=== Working data ===
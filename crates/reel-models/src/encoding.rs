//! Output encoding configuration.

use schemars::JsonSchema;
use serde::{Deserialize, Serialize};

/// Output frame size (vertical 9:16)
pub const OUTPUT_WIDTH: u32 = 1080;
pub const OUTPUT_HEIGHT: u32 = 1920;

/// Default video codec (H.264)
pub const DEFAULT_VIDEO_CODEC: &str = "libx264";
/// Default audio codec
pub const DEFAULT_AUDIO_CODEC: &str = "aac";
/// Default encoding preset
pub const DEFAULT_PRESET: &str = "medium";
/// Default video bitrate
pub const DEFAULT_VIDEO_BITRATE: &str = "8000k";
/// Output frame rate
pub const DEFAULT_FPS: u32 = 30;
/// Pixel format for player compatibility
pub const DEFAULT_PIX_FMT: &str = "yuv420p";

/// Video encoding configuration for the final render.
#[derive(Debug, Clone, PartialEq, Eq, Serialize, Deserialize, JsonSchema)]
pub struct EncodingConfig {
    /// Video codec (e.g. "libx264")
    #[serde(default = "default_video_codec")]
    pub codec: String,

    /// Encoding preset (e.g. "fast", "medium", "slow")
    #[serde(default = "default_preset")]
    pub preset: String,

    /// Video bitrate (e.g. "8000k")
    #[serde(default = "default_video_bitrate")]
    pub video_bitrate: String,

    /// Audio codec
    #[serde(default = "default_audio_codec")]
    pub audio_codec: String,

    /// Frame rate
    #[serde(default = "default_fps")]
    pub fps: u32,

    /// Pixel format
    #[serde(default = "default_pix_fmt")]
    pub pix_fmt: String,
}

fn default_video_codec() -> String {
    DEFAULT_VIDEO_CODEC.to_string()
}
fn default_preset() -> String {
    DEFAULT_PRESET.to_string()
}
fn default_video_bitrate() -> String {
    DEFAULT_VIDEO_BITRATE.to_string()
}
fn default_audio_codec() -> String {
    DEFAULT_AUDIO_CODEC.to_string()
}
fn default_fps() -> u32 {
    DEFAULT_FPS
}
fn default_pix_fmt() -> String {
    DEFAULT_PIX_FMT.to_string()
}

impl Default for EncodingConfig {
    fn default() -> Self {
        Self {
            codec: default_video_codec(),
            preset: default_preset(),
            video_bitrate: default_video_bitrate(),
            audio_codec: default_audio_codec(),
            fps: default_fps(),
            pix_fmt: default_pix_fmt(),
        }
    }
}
===
## Brief
Your task is to restate, word for word, only those lines above that fall between the line holding "video codec (H.264)" and the line holding "for player compatibility", inclusive.

## Task result
/// Default video codec (H.264)
pub const DEFAULT_VIDEO_CODEC: &str = "libx264";
/// Default audio codec
pub const DEFAULT_AUDIO_CODEC: &str = "aac";
/// Default encoding preset
pub const DEFAULT_PRESET: &str = "medium";
/// Default video bitrate
pub const DEFAULT_VIDEO_BITRATE: &str = "8000k";
/// Output frame rate
pub const DEFAULT_FPS: u32 = 30;
/// Pixel format for player compatibility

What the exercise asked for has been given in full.